This topic describes how to use the Table to KV component provided by Machine Learning Designer to convert a table in the common format into a table in the key-value format.

Limits

  • The output table does not show the null values in the input table. You can specify the columns that you want to retain in the output table.
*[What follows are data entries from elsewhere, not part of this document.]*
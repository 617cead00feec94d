use chrono::Utc;
use tracing::info;

use crate::{AppError, AppState};

/// Marks an anomaly resolved. Resolving twice is not an error; the first resolver is kept.
pub async fn resolve_anomaly(
    state: &AppState,
    anomaly_id: &str,
    resolved_by: &str,
) -> Result<(), AppError> {
    let anomaly_id = anomaly_id.trim();
    let resolved_by = resolved_by.trim();
    if anomaly_id.is_empty() {
        return Err(AppError::BadRequest("anomaly_id is required".to_string()));
    }
    if resolved_by.is_empty() {
        return Err(AppError::BadRequest("resolved_by is required".to_string()));
    }

    let exists = state
        .anomaly_repo
        .anomaly_exists(anomaly_id)
        .await
        .map_err(AppError::store)?;
    if !exists {
        return Err(AppError::NotFound(format!("anomaly {}", anomaly_id)));
    }

    let changed = state
        .anomaly_repo
        .resolve_anomaly(anomaly_id, resolved_by, Utc::now())
        .await
        .map_err(AppError::store)?;
    if changed {
        state.metrics.record_resolved();
        info!(anomaly_id, resolved_by, "anomaly resolved");
    }
    Ok(())
}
The specified columns are retained in their original formats.
  • If an input key_map table exists, the columns that are converted into the output table are the columns whose keys exist in both the key_map and key-value tables.
  • If an input key_map table exists and a data type specified in the key_map table is different from the data type of a specific column in the input table, the output key_map table uses the data type that you specified.
  • The columns that you want to convert into the key-value format in the input table must be of the BIGINT or DOUBLE data type.

Configure the Table to KV component

You can use one of the following methods to configure the Table to KV component.
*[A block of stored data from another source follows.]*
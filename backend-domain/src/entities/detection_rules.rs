// Detection thresholds shared by the incremental and full-scan detectors

use chrono::Duration;
use serde::{Deserialize, Serialize};

use crate::value_objects::Severity;

pub const BUDDY_PUNCH_WINDOW_SECONDS: i64 = 30;
pub const BUDDY_PUNCH_RADIUS_METERS: f64 = 10.0;
pub const MAX_TRAVEL_SPEED_KMH: f64 = 60.0;
pub const TRAVEL_FLOOR_KM: f64 = 5.0;
pub const TRAVEL_LOOKBACK_MINUTES: i64 = 120;
pub const SHARED_DEVICE_MIN_WORKERS: usize = 3;
pub const SHARED_DEVICE_CRITICAL_WORKERS: usize = 10;

#[derive(Debug, Clone, PartialEq, Serialize, Deserialize)]
pub struct DetectionThresholds {
    pub buddy_window_seconds: i64,
    pub buddy_radius_meters: f64,
    pub max_travel_speed_kmh: f64,
    pub travel_floor_km: f64,
    pub travel_lookback_minutes: i64,
    pub shared_device_min_workers: usize,
    pub shared_device_critical_workers: usize,
}

impl Default for DetectionThresholds {
    fn default() -> Self {
        Self {
            buddy_window_seconds: BUDDY_PUNCH_WINDOW_SECONDS,
            buddy_radius_meters: BUDDY_PUNCH_RADIUS_METERS,
            max_travel_speed_kmh: MAX_TRAVEL_SPEED_KMH,
            travel_floor_km: TRAVEL_FLOOR_KM,
            travel_lookback_minutes: TRAVEL_LOOKBACK_MINUTES,
            shared_device_min_workers: SHARED_DEVICE_MIN_WORKERS,
            shared_device_critical_workers: SHARED_DEVICE_CRITICAL_WORKERS,
        }
    }
}

impl DetectionThresholds {
    pub fn buddy_window(&self) -> Duration {
        Duration::seconds(self.buddy_window_seconds)
    }

    pub fn buddy_radius_km(&self) -> f64 {
        self.buddy_radius_meters / 1000.0
    }

    pub fn travel_lookback(&self) -> Duration {
        Duration::minutes(self.travel_lookback_minutes)
    }

    /// Severity for a device used by `worker_count` distinct workers, `None` below the minimum.
    pub fn shared_device_severity(&self, worker_count: usize) -> Option<Severity> {
        if worker_count < self.shared_device_min_workers {
            return None;
        }
        if worker_count >= self.shared_device_critical_workers {
            Some(Severity::Critical)
        } else {
            Some(Severity::High)
        }
    }
}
Method 1: Configure the Table to KV component in a visualized manner

You can configure the parameters of the Table to KV component on the pipeline page of Machine Learning Designer of Machine Learning Platform for AI (PAI). Machine Learning Designer is formerly known as Machine Learning Studio. The following table describes the parameters.
Tab Parameter Description
Fields Setting Columns to Convert The names of the columns that you want to convert.
Reserved Columns The names of the columns that you want to retain.
KV Delimiter The delimiters that are used between keys and values. Colons (:) are used by default.
KV Pair Delimiter The delimiters that are used between key-value pairs. Commas (,) are used by default.
Parameters Setting Convert Columns to IDs Specifies whether to convert columns into IDs. Valid values:
  • Yes
  • No
Tuning Cores The number of cores. The system automatically allocates cores that are used for training based on the amount of input data.
Memory Size The memory size of each core. The system automatically allocates the memory based on the amount of input data. Unit: MB.
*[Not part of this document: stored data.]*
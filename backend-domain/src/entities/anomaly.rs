// Anomaly entity
// A fraud signal raised by one of the detectors

use chrono::{DateTime, NaiveDate, Utc};
use serde::{Deserialize, Serialize};
use sha2::{Digest, Sha256};

use crate::error::DomainError;
use crate::value_objects::{AnomalyType, GeoPoint, Severity};

#[derive(Debug, Clone, Serialize, Deserialize)]
pub struct Anomaly {
    pub id: String,
    pub created_at: DateTime<Utc>,
    pub anomaly_type: AnomalyType,
    pub severity: Severity,
    pub title: String,
    pub description: String,
    pub worker_ids: Vec<String>,
    #[serde(default)]
    pub attendance_log_ids: Vec<String>,
    #[serde(default)]
    pub zone: Option<String>,
    #[serde(default)]
    pub latitude: Option<f64>,
    #[serde(default)]
    pub longitude: Option<f64>,
    #[serde(default)]
    pub metadata: serde_json::Value,
    #[serde(default)]
    pub dedup_key: String,
    #[serde(default)]
    pub is_resolved: bool,
    #[serde(default)]
    pub resolved_at: Option<DateTime<Utc>>,
    #[serde(default)]
    pub resolved_by: Option<String>,
}

impl Anomaly {
    /// Creates an unresolved anomaly. Rejects an empty worker set or a blank description.
    pub fn new(
        anomaly_type: AnomalyType,
        severity: Severity,
        title: impl Into<String>,
        description: impl Into<String>,
        worker_ids: Vec<String>,
    ) -> Result<Self, DomainError> {
        let description = description.into();
        if worker_ids.is_empty() {
            return Err(DomainError::InputMalformed(format!(
                "{} anomaly without workers",
                anomaly_type
            )));
        }
        if description.trim().is_empty() {
            return Err(DomainError::InputMalformed(format!(
                "{} anomaly without description",
                anomaly_type
            )));
        }
        Ok(Self {
            id: uuid::Uuid::new_v4().to_string(),
            created_at: Utc::now(),
            anomaly_type,
            severity,
            title: title.into(),
            description,
            worker_ids,
            attendance_log_ids: Vec::new(),
            zone: None,
            latitude: None,
            longitude: None,
            metadata: serde_json::Value::Null,
            dedup_key: String::new(),
            is_resolved: false,
            resolved_at: None,
            resolved_by: None,
        })
    }

    pub fn with_log_ids(mut self, ids: Vec<String>) -> Self {
        self.attendance_log_ids = ids;
        self
    }

    pub fn with_zone(mut self, zone: Option<String>) -> Self {
        self.zone = zone;
        self
    }

    pub fn with_location(mut self, point: Option<GeoPoint>) -> Self {
        self.latitude = point.map(|p| p.latitude);
        self.longitude = point.map(|p| p.longitude);
        self
    }

    pub fn with_metadata(mut self, metadata: serde_json::Value) -> Self {
        self.metadata = metadata;
        self
    }

    /// Stamps the cross-run dedup key for the day the evidence belongs to.
    pub fn keyed_for(mut self, day: NaiveDate) -> Self {
        self.dedup_key = dedup_key(
            self.anomaly_type,
            &self.worker_ids,
            &self.attendance_log_ids,
            day,
        );
        self
    }

    /// Marks the anomaly resolved. Returns false when it was already resolved,
    /// in which case the first resolution is kept.
    pub fn resolve(&mut self, resolved_by: &str, at: DateTime<Utc>) -> bool {
        if self.is_resolved {
            return false;
        }
        self.is_resolved = true;
        self.resolved_at = Some(at);
        self.resolved_by = Some(resolved_by.to_string());
        true
    }
}

/// sha256 over type, sorted worker ids, sorted log ids and day.
pub fn dedup_key(
    anomaly_type: AnomalyType,
    worker_ids: &[String],
    log_ids: &[String],
    day: NaiveDate,
) -> String {
    let mut workers = worker_ids.to_vec();
    workers.sort();
    workers.dedup();
    let mut logs = log_ids.to_vec();
    logs.sort();
    logs.dedup();

    let mut hasher = Sha256::new();
    hasher.update(anomaly_type.as_str().as_bytes());
    hasher.update(b"|");
    hasher.update(workers.join(",").as_bytes());
    hasher.update(b"|");
    hasher.update(logs.join(",").as_bytes());
    hasher.update(b"|");
    hasher.update(day.format("%Y-%m-%d").to_string().as_bytes());
    let digest = hasher.finalize();

    let mut out = String::with_capacity(digest.len() * 2);
    for byte in digest {
        out.push_str(&format!("{byte:02x}"));
    }
    out
}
Method 2: Configure the Table to KV component by using PAI commands

You can configure the parameters of the Table to KV component by using PAI commands. You can use the SQL Script component to run PAI commands. For more information, see SQL Script. The following table describes the parameters.
PAI -name TableToKV
    -project algo_public
    -DinputTableName=maple_tabletokv_basic_input
    -DoutputTableName=maple_tabletokv_basic_output
    -DselectedColNames=col0,col1,col2
    -DappendColNames=rowid;
Parameter Required Description Default value
inputTableName Yes The name of the input table. No default value
inputTablePartitions No The partitions that are selected from the input table for training. You can specify this parameter in the Partition_name=value format.

If multi-level partitions exist, you can specify this parameter in the name1=value1/name2=value2; format.

Separate multiple partitions with commas (,).

All partitions selected
selectedColNames No The names of the columns that you select to convert. The data types of the columns that you select must be BIGINT or DOUBLE. All columns selected
appendColNames No The names of the columns that you want to retain. The specified columns are retained in their original formats. No default value
outputTableName Yes The name of the output table. No default value
kvDelimiter No The delimiters that are used between keys and values. Colons (:)
itemDelimiter No The delimiters that are used between key-value pairs. Commas (,)
convertColToIndexId No Specifies whether to convert columns into IDs. Valid values:
  • 1: Columns are converted into IDs.
  • 0: Columns are not converted into IDs.
0
inputKeyMapTableName No The name of the input index table.

This parameter takes effect only when the convertColToIndexId parameter is set to 1. If this parameter is not specified, the system automatically calculates a set of IDs.

null
outputKeyMapTableName Determined based on convertColToIndexId The name of the output index table. This parameter is required only when the convertColToIndexId parameter is set to 1. No default value
lifecycle No The lifecycle of the output table. The value of this parameter must be a positive integer. No default value
coreNum No The number of cores. The value of this parameter must be a positive integer. Valid values: [1,9999]. This parameter must be used together with the memSizePerCore parameter. Determined by the system
memSizePerCore No The memory size of each core. Unit: MB. The value of this parameter must be a positive integer. Valid values: [1024,64 × 1024]. Determined by the system

Example

  • Input data
    drop table if exists test;
    create table test as
    select * from
        (
            select 0 as rowid, 1 as col0, 1.1 as col1, 2 as col2  from dual union all
            select 1 as rowid, 0 as col0, 1.2 as col1, 3 as col2 from dual union all
            select 2 as rowid, 1 as col0, 2.3 as col1, 4 as col2 from dual union all
            select 3 as rowid, 1 as col0, 0.0 as col1, 5 as col2 from dual
        ) tmp;
  • PAI commands
    PAI -name TableToKV
        -project algo_public
        -DinputTableName=test
        -DoutputTableName=test_output
        -DselectedColNames=col0,col1,col2
        -DconvertColToIndexId=1
        -DoutputKeyMapTableName=test_key_map
        -DappendColNames=rowid;
  • Output tables
    Output table test_output
    rowid kv
    0 0:1,1:1.1,2:2
    1 0:0,1:1.2,2:3
    2 0:1,1:2.3,2:4
    3 0:1,1:0,2:5
    Output table test_key_map
    col_name col_index col_datatype
    col0 0 bigint
    col1 1 double
    col2 2 bigint